Will clean my other cars this weekend & fit them... Saab 93 & '08 mk2.5 Focus.


----------



## borinous (Mar 25, 2010)

Just ordered a set for my 206 thanks for the heads up...

I see they come with holes for clips but I'm presuming they do not come with any clips?


----------



## millns84 (Jul 5, 2009)

borinous said:


> Just ordered a set for my 206 thanks for the heads up...
> 
> I see they come with holes for clips but I'm presuming they do not come with any clips?


Ours did, I think there's an option if your car has OEM clips to just have the fittings on the mats though. :thumb:


----------



## J1ODY A (Nov 28, 2008)

J1ODY A said:


> My 3 sets turned up today... only fitted my Mum's, Pug 406 & she's pleased as punch - bargain for a tenner :thumb:
> 
> Will clean my other cars this weekend & fit them... Saab 93 & '08 mk2.5 Focus.
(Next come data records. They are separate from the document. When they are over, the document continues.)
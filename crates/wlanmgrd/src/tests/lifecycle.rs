//! Setup and teardown sequencing on dual-capable hardware.

use std::sync::Arc;

use mockall::Sequence;
use rstest::{fixture, rstest};

use wlanmgr_config::HardwareProfile;

use crate::iface::IfaceType;
use crate::sim::{Fault, SIM_HAL_FEATURES, SIM_KEY_MGMT_FEATURES};
use crate::subsystems::{SoftApConfig, Subsystem};
use crate::SoftApError;

use super::support::{Harness, HealthEvent, MockOwner};

#[fixture]
fn harness() -> Harness {
    Harness::new(HardwareProfile::Concurrent)
}

#[rstest]
fn client_setup_follows_the_ordered_sequence(mut harness: Harness) {
    let owner = harness.owner("cb0");
    let name = harness
        .setup(IfaceType::StaConnectivity, &owner)
        .expect("setup should succeed");

    assert_eq!(name, "wlan0");
    assert_eq!(
        harness.log.entries(),
        vec![
            "vendor_hal.start",
            "sta_auth.initialize",
            "sta_auth.start_daemon",
            "sta_auth.register_death_handler",
            "vendor_hal.create_sta_iface(false)",
            "radio.setup_client(wlan0)",
            "sta_auth.setup_iface(wlan0)",
            "link.register_observer(wlan0)",
            "monitor.start(wlan0)",
            "link.clear_addresses(wlan0)",
            "link.ipv6_privacy(wlan0, true)",
            "link.disable_ipv6(wlan0)",
        ]
    );
    assert!(harness.hardware.is_monitoring("wlan0"));
    assert_eq!(
        harness.reporter.events(),
        vec![
            HealthEvent::SetupStarting(IfaceType::StaConnectivity),
            HealthEvent::InterfaceReady {
                kind: IfaceType::StaConnectivity,
                name: "wlan0".to_owned(),
            },
        ]
    );
}

#[rstest]
fn last_teardown_releases_every_dependency(mut harness: Harness) {
    let owner = harness.owner("cb0");
    harness
        .setup(IfaceType::StaConnectivity, &owner)
        .expect("setup should succeed");
    harness.log.clear();

    harness.orchestrator.teardown_interface("wlan0");

    assert_eq!(
        harness.log.entries(),
        vec![
            "vendor_hal.remove_sta_iface(wlan0)",
            "monitor.stop(wlan0)",
            "link.unregister_observer(wlan0)",
            "sta_auth.teardown_iface(wlan0)",
            "radio.tear_down_client(wlan0)",
            "sta_auth.deregister_death_handler",
            "sta_auth.terminate",
            "radio.tear_down_interfaces",
            "vendor_hal.stop",
            "cb0.on_destroyed(wlan0)",
        ]
    );
    assert!(harness.orchestrator.registry().is_empty());
    assert!(!harness.hardware.is_hal_started());
    assert_eq!(harness.hardware.observer_count(), 0);
}

#[rstest]
fn second_interface_reuses_the_running_stack(mut harness: Harness) {
    let client = harness.owner("cb0");
    let hotspot = harness.owner("cb1");
    harness
        .setup(IfaceType::StaConnectivity, &client)
        .expect("client setup");
    let name = harness
        .setup(IfaceType::AccessPoint, &hotspot)
        .expect("soft AP setup");

    assert_eq!(name, "wlan1");
    assert_eq!(harness.log.count("vendor_hal.start"), 1);
    assert_eq!(harness.log.count("sta_auth.start_daemon"), 1);
    assert_eq!(harness.log.count("ap_host.start_daemon"), 1);
    assert!(!harness.log.contains("monitor.start(wlan1)"));
    assert_eq!(
        harness.orchestrator.client_interface_name().as_deref(),
        Some("wlan0")
    );
    assert_eq!(
        harness.orchestrator.soft_ap_interface_name().as_deref(),
        Some("wlan1")
    );
}

#[rstest]
fn removing_one_interface_keeps_the_stack_for_the_other(mut harness: Harness) {
    let client = harness.owner("cb0");
    let hotspot = harness.owner("cb1");
    harness
        .setup(IfaceType::StaConnectivity, &client)
        .expect("client setup");
    harness
        .setup(IfaceType::AccessPoint, &hotspot)
        .expect("soft AP setup");

    harness.orchestrator.teardown_interface("wlan0");

    assert!(!harness.log.contains("vendor_hal.stop"));
    assert!(!harness.log.contains("radio.tear_down_interfaces"));
    assert!(!harness.hardware.is_daemon_running(Subsystem::StaAuth));
    assert!(harness.hardware.is_daemon_running(Subsystem::ApHost));
    assert_eq!(harness.interface_names(), vec!["wlan1".to_owned()]);
    assert_eq!(harness.orchestrator.client_interface_name(), None);
    assert_eq!(
        harness.orchestrator.soft_ap_interface_name().as_deref(),
        Some("wlan1")
    );
}

#[rstest]
fn teardown_all_releases_dependencies_once(mut harness: Harness) {
    let client = harness.owner("cb0");
    let hotspot = harness.owner("cb1");
    harness
        .setup(IfaceType::StaConnectivity, &client)
        .expect("client setup");
    harness
        .setup(IfaceType::AccessPoint, &hotspot)
        .expect("soft AP setup");
    harness.log.clear();

    harness.orchestrator.teardown_all_interfaces();

    assert!(harness.orchestrator.registry().is_empty());
    assert_eq!(harness.log.count("cb0.on_destroyed(wlan0)"), 1);
    assert_eq!(harness.log.count("cb1.on_destroyed(wlan1)"), 1);
    assert_eq!(harness.log.count("radio.tear_down_interfaces"), 1);
    assert_eq!(harness.log.count("vendor_hal.stop"), 1);
    assert!(harness.position("cb1.on_destroyed(wlan1)") < harness.position("sta_auth.terminate"));
    assert!(harness.position("ap_host.terminate") < harness.position("vendor_hal.stop"));
}

#[rstest]
fn teardown_of_unknown_interface_is_a_no_op(mut harness: Harness) {
    harness.orchestrator.teardown_interface("wlan7");
    harness.orchestrator.teardown_all_interfaces();

    assert!(harness.log.entries().is_empty());
}

#[rstest]
fn scan_only_clients_do_not_use_the_station_daemon(mut harness: Harness) {
    let owner = harness.owner("scan");
    let name = harness
        .setup(IfaceType::StaScanOnly, &owner)
        .expect("scan setup");

    assert!(harness.log.contains("vendor_hal.create_sta_iface(true)"));
    assert!(harness.log.contains(&format!("monitor.start({name})")));
    assert!(
        harness
            .log
            .entries()
            .iter()
            .all(|entry| !entry.starts_with("sta_auth.") && !entry.starts_with("link.clear"))
    );

    harness.orchestrator.teardown_interface(&name);
    assert!(!harness.log.contains("sta_auth.terminate"));
    assert!(harness.log.contains("vendor_hal.stop"));
}

#[rstest]
fn scan_only_client_keeps_the_daemon_for_a_connectivity_client(mut harness: Harness) {
    let client = harness.owner("cb0");
    let scan = harness.owner("scan");
    harness
        .setup(IfaceType::StaConnectivity, &client)
        .expect("client setup");
    let scan_name = harness
        .setup(IfaceType::StaScanOnly, &scan)
        .expect("scan setup");

    harness.orchestrator.teardown_interface(&scan_name);

    assert!(harness.hardware.is_daemon_running(Subsystem::StaAuth));
    assert!(harness.hardware.is_hal_started());
}

#[rstest]
#[case(IfaceType::StaConnectivity, SIM_HAL_FEATURES | SIM_KEY_MGMT_FEATURES)]
#[case(IfaceType::StaScanOnly, SIM_HAL_FEATURES)]
#[case(IfaceType::AccessPoint, SIM_HAL_FEATURES)]
fn feature_set_is_cached_at_setup(
    mut harness: Harness,
    #[case] kind: IfaceType,
    #[case] expected: u64,
) {
    let owner = harness.owner("cb0");
    let name = harness.setup(kind, &owner).expect("setup");

    assert_eq!(
        harness.orchestrator.supported_feature_set(&name),
        Some(expected)
    );
    assert_eq!(harness.orchestrator.supported_feature_set("wlan9"), None);
}

#[rstest]
fn soft_ap_starts_on_access_point_interfaces(mut harness: Harness) {
    let client = harness.owner("cb0");
    let hotspot = harness.owner("cb1");
    harness
        .setup(IfaceType::StaConnectivity, &client)
        .expect("client setup");
    let name = harness
        .setup(IfaceType::AccessPoint, &hotspot)
        .expect("soft AP setup");
    let config = SoftApConfig::open("lab").with_passphrase("correct horse");

    harness
        .orchestrator
        .start_soft_ap(&name, &config)
        .expect("access point should start");
    assert_eq!(harness.hardware.access_point(&name), Some(config.clone()));

    assert_eq!(
        harness.orchestrator.start_soft_ap("wlan0", &config),
        Err(SoftApError::NotAccessPoint {
            name: "wlan0".to_owned(),
            kind: IfaceType::StaConnectivity,
        })
    );
    assert_eq!(
        harness.orchestrator.start_soft_ap("wlan5", &config),
        Err(SoftApError::UnknownInterface {
            name: "wlan5".to_owned(),
        })
    );

    harness.hardware.inject_fault(Fault::AccessPointAdd);
    assert_eq!(
        harness.orchestrator.start_soft_ap(&name, &config),
        Err(SoftApError::Rejected { name: name.clone() })
    );

    harness.orchestrator.teardown_interface(&name);
    assert!(harness.hardware.access_point(&name).is_none());
}

#[rstest]
fn refused_removal_completes_teardown_locally(mut harness: Harness) {
    let owner = harness.owner("cb0");
    harness
        .setup(IfaceType::StaConnectivity, &owner)
        .expect("setup");
    harness.hardware.inject_fault(Fault::HalRemoveIface);

    harness.orchestrator.teardown_interface("wlan0");

    assert!(harness.orchestrator.registry().is_empty());
    assert_eq!(harness.log.count("cb0.on_destroyed(wlan0)"), 1);
    assert!(harness.log.contains("vendor_hal.stop"));
}

#[rstest]
fn deferred_removal_completes_when_the_hal_reports_it(mut harness: Harness) {
    let owner = harness.owner("cb0");
    harness
        .setup(IfaceType::StaConnectivity, &owner)
        .expect("setup");
    harness.hardware.set_deferred_removal(true);

    harness.orchestrator.teardown_interface("wlan0");
    assert!(harness.orchestrator.registry().get("wlan0").is_some());
    assert!(!harness.log.contains("cb0.on_destroyed(wlan0)"));

    assert_eq!(harness.hardware.complete_pending_removals(), 1);
    assert_eq!(harness.pump(), 1);

    assert!(harness.orchestrator.registry().is_empty());
    assert_eq!(harness.log.count("cb0.on_destroyed(wlan0)"), 1);
    assert!(harness.log.contains("vendor_hal.stop"));
}

#[rstest]
fn setup_reusing_a_name_pending_removal_replaces_the_old_instance(mut harness: Harness) {
    let first = harness.owner("cb0");
    let second = harness.owner("cb1");
    harness
        .setup(IfaceType::StaConnectivity, &first)
        .expect("first setup");
    harness.hardware.set_deferred_removal(true);
    harness.orchestrator.teardown_interface("wlan0");
    harness.orchestrator.teardown_interface("wlan0");
    assert_eq!(harness.log.count("vendor_hal.remove_sta_iface(wlan0)"), 1);
    harness.log.clear();

    let name = harness
        .setup(IfaceType::StaConnectivity, &second)
        .expect("setup reusing the pending name");

    assert_eq!(name, "wlan0");
    assert_eq!(harness.log.count("cb0.on_destroyed(wlan0)"), 1);
    assert!(
        harness.position("cb0.on_destroyed(wlan0)") < harness.position("radio.setup_client(wlan0)")
    );
    assert!(!harness.log.contains("sta_auth.terminate"));
    assert!(!harness.log.contains("vendor_hal.stop"));

    assert_eq!(harness.hardware.complete_pending_removals(), 1);
    assert_eq!(harness.pump(), 1);

    assert_eq!(harness.interface_names(), vec!["wlan0".to_owned()]);
    assert_eq!(harness.hardware.hal_interfaces(), vec!["wlan0".to_owned()]);
    assert!(harness.hardware.is_hal_started());
    assert_eq!(harness.log.count("cb0.on_destroyed(wlan0)"), 1);
    assert!(!harness.log.contains("cb1.on_destroyed(wlan0)"));

    harness.hardware.set_deferred_removal(false);
    harness.orchestrator.teardown_interface("wlan0");

    assert!(harness.orchestrator.registry().is_empty());
    assert!(harness.hardware.hal_interfaces().is_empty());
    assert!(!harness.hardware.is_hal_started());
    assert_eq!(harness.log.count("cb1.on_destroyed(wlan0)"), 1);
}

#[rstest]
fn owner_receives_exactly_one_destroyed_notification(mut harness: Harness) {
    let mut seq = Sequence::new();
    let mut owner = MockOwner::new();
    owner.expect_on_up().times(1).in_sequence(&mut seq).return_const(());
    owner
        .expect_on_destroyed()
        .times(1)
        .in_sequence(&mut seq)
        .return_const(());
    owner.expect_on_down().never();

    harness
        .orchestrator
        .setup_interface_for_client_in_connectivity_mode(Arc::new(owner))
        .expect("setup");
    harness.hardware.set_link_state("wlan0", true);
    harness.pump();
    harness.orchestrator.teardown_interface("wlan0");
    harness.orchestrator.teardown_interface("wlan0");
    harness.pump();
}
Well the Saab ones fit a treat so just my Focus to try next!


----------



## ST3V3O (Mar 5, 2009)

was looking for some for my fiesta for around £20 so for £11.84 thats a bargain so bought a set


----------



## ST3V3O (Mar 5, 2009)

got my mats today super fast postage and are great for the price would say defo get a set maybe not as good as oe fit ones but they are 1/3 of the price so cant loss tbh.

cheers for the link and code millns84


----------



## millns84 (Jul 5, 2009)

ST3V3O said:


> got my mats today super fast postage and are great for the price would say defo get a set maybe not as good as oe fit ones but they are 1/3 of the price so cant loss tbh.
> 
> cheers for the link and code millns84


No problem mate :thumb:


----------



## ncd (Dec 12, 2005)

ST3V3O said:


> got my mats today super fast postage and are great for the price would say defo get a set maybe not as good as oe fit ones but they are 1/3 of the price so cant loss tbh.
> 
> cheers for the link and code millns84


Likewise got mine the other day, great price, great service and now have a spare set of mats for the winter. Marvelous

Cheers millns84:thumb::wave:


----------



## Peter K (Mar 20, 2009)

Just ordered 2sets 1 for me and 1 for my wife's Corsa. Only had 1 lot of P+P to pay.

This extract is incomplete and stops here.